impl GitBackend for LibraryBackend {
    fn workdir(&self) -> &Path {
        &self.workdir
    }

    // =========================================================================
    // Commit / tree operations
    // =========================================================================

    fn resolve_commit(&self, refspec: &str) -> Result<Oid> {
        let object = self
            .repo
            .revparse_single(refspec)
            .map_err(|_| GitError::ObjectNotFound {
                what: refspec.to_string(),
            })?;
        let commit = object
            .peel_to_commit()
            .map_err(|_| GitError::ObjectNotFound {
                what: refspec.to_string(),
            })?;
        Ok(Oid::from(commit.id()))
    }

    fn is_working_tree_clean(&self) -> Result<bool> {
        let tree = self.head_tree()?;
        let entries = status_matrix::status_matrix(&self.repo, tree.as_ref())?;
        Ok(status_matrix::is_clean(&entries))
    }

    fn uncommitted_paths(&self) -> Result<Vec<String>> {
        let tree = self.head_tree()?;
        let entries = status_matrix::status_matrix(&self.repo, tree.as_ref())?;
        Ok(entries
            .into_iter()
            .filter(|e| !e.is_unmodified())
            .map(|e| e.path)
            .collect())
    }

    fn commit(&self, message: &str, amend: bool) -> Result<Oid> {
        let author = self.signature("AUTHOR")?;
        let committer = self.signature("COMMITTER")?;
        // Whitespace cleanup for parity with `git commit -m`
        let message = git2::message_prettify(message, None)?;

        let mut index = self.repo.index()?;
        let tree_id = index.write_tree()?;
        let tree = self.repo.find_tree(tree_id)?;

        if amend {
            let head = self.head_commit()?;
            let new_id = head.amend(
                Some("HEAD"),
                Some(&author),
                Some(&committer),
                None,
                Some(message.as_str()),
                Some(&tree),
            )?;
            return Ok(Oid::from(new_id));
        }

        // An unborn branch commits with no parent
        let parent = match self.repo.head() {
            Ok(head) => Some(head.peel_to_commit()?),
            Err(e)
                if e.code() == git2::ErrorCode::UnbornBranch
                    || e.code() == git2::ErrorCode::NotFound =>
            {
                None
            }
            Err(e) => return Err(e.into()),
        };
        let parents: Vec<&Commit> = parent.iter().collect();

        let oid = self
            .repo
            .commit(Some("HEAD"), &author, &committer, &message, &tree, &parents)?;
        Ok(Oid::from(oid))
    }

    fn checkout(&self, refspec: &str) -> Result<()> {
        let refname = format!("refs/heads/{}", refspec);

        if let Ok(reference) = self.repo.find_reference(&refname) {
            let commit = reference.peel_to_commit()?;
            let tree = commit.tree()?;
            let mut checkout = CheckoutBuilder::new();
            checkout.safe().recreate_missing(true);
            self.repo
                .checkout_tree(tree.as_object(), Some(&mut checkout))?;
            self.repo.set_head(&refname)?;
            return Ok(());
        }

        // Not a branch; detach to whatever the refspec resolves to
        let object = self
            .repo
            .revparse_single(refspec)
            .map_err(|_| GitError::ObjectNotFound {
                what: refspec.to_string(),
            })?;
        let commit = object
            .peel_to_commit()
            .map_err(|_| GitError::ObjectNotFound {
                what: refspec.to_string(),
            })?;
        let mut checkout = CheckoutBuilder::new();
        checkout.safe().recreate_missing(true);
        self.repo
            .checkout_tree(commit.tree()?.as_object(), Some(&mut checkout))?;
        self.repo.set_head_detached(commit.id())?;
        Ok(())
    }

    fn stage_to_revert(&self, target: &Oid) -> Result<()> {
        let head = Oid::from(self.head_commit()?.id());
        if head == *target {
            return Ok(());
        }

        let commit = self
            .repo
            .find_commit(target.to_git2()?)
            .map_err(|_| GitError::ObjectNotFound {
                what: target.to_string(),
            })?;
        let target_tree = commit.tree()?;
        let entries = status_matrix::status_matrix(&self.repo, Some(&target_tree))?;

        // Re-running after a staged revert must be a no-op: when both the
        // index and working tree already equal the target's tree there is
        // nothing left to stage.
        if status_matrix::is_clean(&entries) {
            return Ok(());
        }

        // Same gate as the command backend: restoring over uncommitted work
        // would destroy it.
        if !self.is_working_tree_clean()? {
            return Err(GitError::DirtyWorkingTree);
        }

        let mut index = self.repo.index()?;
        for entry in &entries {
            let rel = Path::new(&entry.path);
            let abs = self.workdir.join(rel);

            if entry.head == EntryState::Matches {
                // Present in the target: restore verbatim bytes when the
                // index or working tree disagrees with the target blob
                if entry.index != EntryState::Matches || entry.workdir != EntryState::Matches {
                    let tree_entry = target_tree.get_path(rel)?;
                    let blob = self.repo.find_blob(tree_entry.id())?;
                    if let Some(parent) = abs.parent() {
                        fs::create_dir_all(parent)?;
                    }
                    fs::write(&abs, blob.content())?;
                    index.add_path(rel)?;
                }
            } else {
                // Absent from the target: delete from disk and index
                match fs::remove_file(&abs) {
                    Ok(()) => {}
                    Err(e) if e.kind() == ErrorKind::NotFound => {}
                    Err(e) => return Err(GitError::Io(e)),
                }
                index.remove_path(rel)?;
            }
        }
        // One atomic index write; HEAD is never touched
        index.write()?;
        Ok(())
    }

    fn stage_all(&self) -> Result<()> {
        let mut index = self.repo.index()?;
        index.add_all(["*"].iter(), IndexAddOption::DEFAULT, None)?;
        // add_all does not record deletions; update_all does
        index.update_all(["*"].iter(), None)?;
        index.write()?;
        Ok(())
    }

    fn stage_file(&self, path: &str) -> Result<()> {
        let mut index = self.repo.index()?;
        let rel = Path::new(path);
        if self.workdir.join(rel).exists() {
            index.add_path(rel)?;
        } else {
            // `git add` on a deleted path stages the deletion
            index.remove_path(rel)?;
        }
        index.write()?;
        Ok(())
    }

    fn remove_file(&self, path: &str) -> Result<()> {
        let rel = Path::new(path);
        match fs::remove_file(self.workdir.join(rel)) {
            Ok(()) => {}
            Err(e) if e.kind() == ErrorKind::NotFound => {}
            Err(e) => return Err(GitError::Io(e)),
        }
        let mut index = self.repo.index()?;
        index.remove_path(rel)?;
        index.write()?;
        Ok(())
    }

    fn file_at_commit(&self, path: &str, commit: &Oid) -> Result<Option<Vec<u8>>> {
        let lookup = || -> std::result::Result<Vec<u8>, git2::Error> {
            let commit = self.repo.find_commit(commit.to_git2().map_err(|_| {
                git2::Error::from_str("invalid commit hash")
            })?)?;
            let entry = commit.tree()?.get_path(Path::new(path))?;
            let blob = self.repo.find_blob(entry.id())?;
            Ok(blob.content().to_vec())
        };
        match lookup() {
            Ok(content) => Ok(Some(content)),
            Err(e) => {
                log::debug!("no content for {} at {}: {}", path, commit.short(), e);
                Ok(None)
            }
        }
    }

    // =========================================================================
    // Branch operations
    // =========================================================================

    fn list_branches(&self) -> Result<Vec<String>> {
        let mut branches = Vec::new();
        for branch in self.repo.branches(Some(BranchType::Local))? {
            let (branch, _) = branch?;
            if let Some(name) = branch.name()? {
                branches.push(name.to_string());
            }
        }
        Ok(branches)
    }

    fn create_branch(&self, name: &str) -> Result<()> {
        validate_branch_name(name)?;
        let head = self.head_commit()?;
        self.repo.branch(name, &head, false)?;
        Ok(())
    }

    fn delete_branch(&self, name: &str, force: bool) -> Result<()> {
        validate_branch_name(name)?;
        let mut branch = self
            .repo
            .find_branch(name, BranchType::Local)
            .map_err(|_| GitError::ObjectNotFound {
                what: format!("branch '{}'", name),
            })?;

        if !force {
            // Non-forced deletion requires the branch to be merged into HEAD
            let tip = branch.get().peel_to_commit()?.id();
            let head = self.head_commit()?.id();
            let merged = self
                .repo
                .merge_base(tip, head)
                .map(|base| base == tip)
                .unwrap_or(false);
            if !merged {
                return Err(GitError::BranchNotMerged {
                    name: name.to_string(),
                });
            }
        }

        branch.delete()?;
        Ok(())
    }

    fn rename_branch(&self, old_name: &str, new_name: &str) -> Result<()> {
        validate_branch_name(new_name)?;
        let mut branch = self
            .repo
            .find_branch(old_name, BranchType::Local)
            .map_err(|_| GitError::ObjectNotFound {
                what: format!("branch '{}'", old_name),
            })?;
        branch.rename(new_name, false)?;
        Ok(())
    }

    fn current_branch(&self) -> Result<Option<String>> {
        match self.repo.head() {
            Ok(head) if head.is_branch() => Ok(head.shorthand().map(String::from)),
            Ok(_) => Ok(None),
            Err(e) if e.code() == git2::ErrorCode::UnbornBranch => {
                // Unborn HEAD still names its branch through the symbolic ref
                let head = self.repo.find_reference("HEAD")?;
                Ok(head
                    .symbolic_target()
                    .and_then(|t| t.strip_prefix("refs/heads/"))
                    .map(String::from))
            }
            Err(e) => Err(e.into()),
        }
    }

    // =========================================================================
    // Remote operations
    // =========================================================================

    fn set_remote_url(&self, url: &str) -> Result<()> {
        // Creation is the normal path here; updating covers the remote that
        // already exists. End state matches the command backend either way.
        if self.repo.find_remote(REMOTE).is_ok() {
            self.repo.remote_set_url(REMOTE, url)?;
        } else {
            self.repo.remote(REMOTE, url)?;
        }
        Ok(())
    }

    fn push(&self, branch: &str, access_token: Option<&str>, force: bool) -> Result<()> {
        validate_branch_name(branch)?;
        let mut remote = self
            .repo
            .find_remote(REMOTE)
            .map_err(|_| GitError::ObjectNotFound {
                what: format!("remote '{}'", REMOTE),
            })?;

        let mut callbacks = RemoteCallbacks::new();
        if let Some(token) = access_token {
            let token = token.to_string();
            callbacks.credentials(move |_url, username, _allowed| {
                Cred::userpass_plaintext(username.unwrap_or("x-access-token"), &token)
            });
        }
        let mut options = PushOptions::new();
        options.remote_callbacks(callbacks);

        let prefix = if force { "+" } else { "" };
        let refspec = format!("{0}refs/heads/{1}:refs/heads/{1}", prefix, branch);

        remote
            .push(&[refspec.as_str()], Some(&mut options))
            .map_err(|e| GitError::RemoteRejected {
                message: scrub_url_credentials(&scrub_token(e.message(), access_token)),
            })
    }

    // =========================================================================
    // History / metadata
    // =========================================================================

    fn commit_log(&self, depth: usize) -> Result<Vec<CommitRecord>> {
        let mut revwalk = self.repo.revwalk()?;
        if let Err(e) = revwalk.push_head() {
            // An empty repository has no HEAD to walk; its history is a
            // valid, empty list rather than an error.
            if e.code() == git2::ErrorCode::UnbornBranch
                || e.code() == git2::ErrorCode::NotFound
            {
                log::debug!("revwalk produced no history: {}", e);
                return Ok(Vec::new());
            }
            return Err(e.into());
        }

        let mut records = Vec::new();
        for oid in revwalk.take(depth) {
            let commit = self.repo.find_commit(oid?)?;
            records.push(CommitRecord {
                id: Oid::from(commit.id()),
                message: commit.message().unwrap_or("").to_string(),
                author_time_secs: commit.author().when().seconds(),
            });
        }
        Ok(records)
    }

    fn is_path_ignored(&self, path: &str) -> Result<bool> {
        Ok(self.repo.is_path_ignored(path)?)
    }
}
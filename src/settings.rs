//! Backend selection flag.
//!
//! The choice between the command (subprocess) and library (libgit2) backend
//! is a persisted external setting, not state owned by this crate. It is read
//! fresh on every operation so a long-running process honors flag changes
//! immediately; nothing here caches.
//!
//! Sources, highest priority first:
//! 1. `DUOGIT_NATIVE_GIT` environment variable (`1`/`true` selects the
//!    command backend, `0`/`false` the library backend)
//! 2. TOML settings file at `$DUOGIT_SETTINGS`, falling back to
//!    `~/.config/duogit/settings.toml`
//! 3. Default: library backend

use std::env;
use std::fs;
use std::path::PathBuf;

use serde::{Deserialize, Serialize};

/// Which implementation executes a given operation.
#[derive(Debug, Clone, Copy, PartialEq, Eq)]
pub enum BackendKind {
    /// External `git` executable invoked as a subprocess
    Command,
    /// In-process libgit2 via the git2 crate
    Library,
}

/// Persisted settings, deserialized from the settings file.
#[derive(Debug, Clone, Default, Serialize, Deserialize)]
pub struct Settings {
    /// When true, operations run through the external git executable
    #[serde(default)]
    pub enable_native_git: bool,
}

/// Path of the settings file, honoring the `DUOGIT_SETTINGS` override.
fn settings_path() -> Option<PathBuf> {
    if let Ok(path) = env::var("DUOGIT_SETTINGS") {
        return Some(PathBuf::from(path));
    }
    dirs::config_dir().map(|d| d.join("duogit").join("settings.toml"))
}

/// Read the settings file. A missing or unparsable file yields defaults;
/// a parse failure is logged since it usually means a typo, not absence.
pub fn read_settings() -> Settings {
    let Some(path) = settings_path() else {
        return Settings::default();
    };
    let Ok(raw) = fs::read_to_string(&path) else {
        return Settings::default();
    };
    match toml::from_str(&raw) {
        Ok(settings) => settings,
        Err(e) => {
            log::warn!("ignoring unparsable settings file {}: {}", path.display(), e);
            Settings::default()
        }
    }
}

/// Resolve the backend for the current call.
///
/// Pure function of external configuration; called at the start of every
/// operation and never cached across calls.
pub fn resolve_backend() -> BackendKind {
    if let Ok(value) = env::var("DUOGIT_NATIVE_GIT") {
        return match value.as_str() {
            "1" | "true" | "yes" => BackendKind::Command,
            _ => BackendKind::Library,
        };
    }

    if read_settings().enable_native_git {
        BackendKind::Command
    } else {
        BackendKind::Library
    }
}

= Task instructions =
Read through the records above and copy the lines that contain "message".

= Task output =
    fn commit(&self, message: &str, amend: bool) -> Result<Oid> {
        let message = git2::message_prettify(message, None)?;
                Some(message.as_str()),
            .commit(Some("HEAD"), &author, &committer, &message, &tree, &parents)?;
                message: scrub_url_credentials(&scrub_token(e.message(), access_token)),
                message: commit.message().unwrap_or("").to_string(),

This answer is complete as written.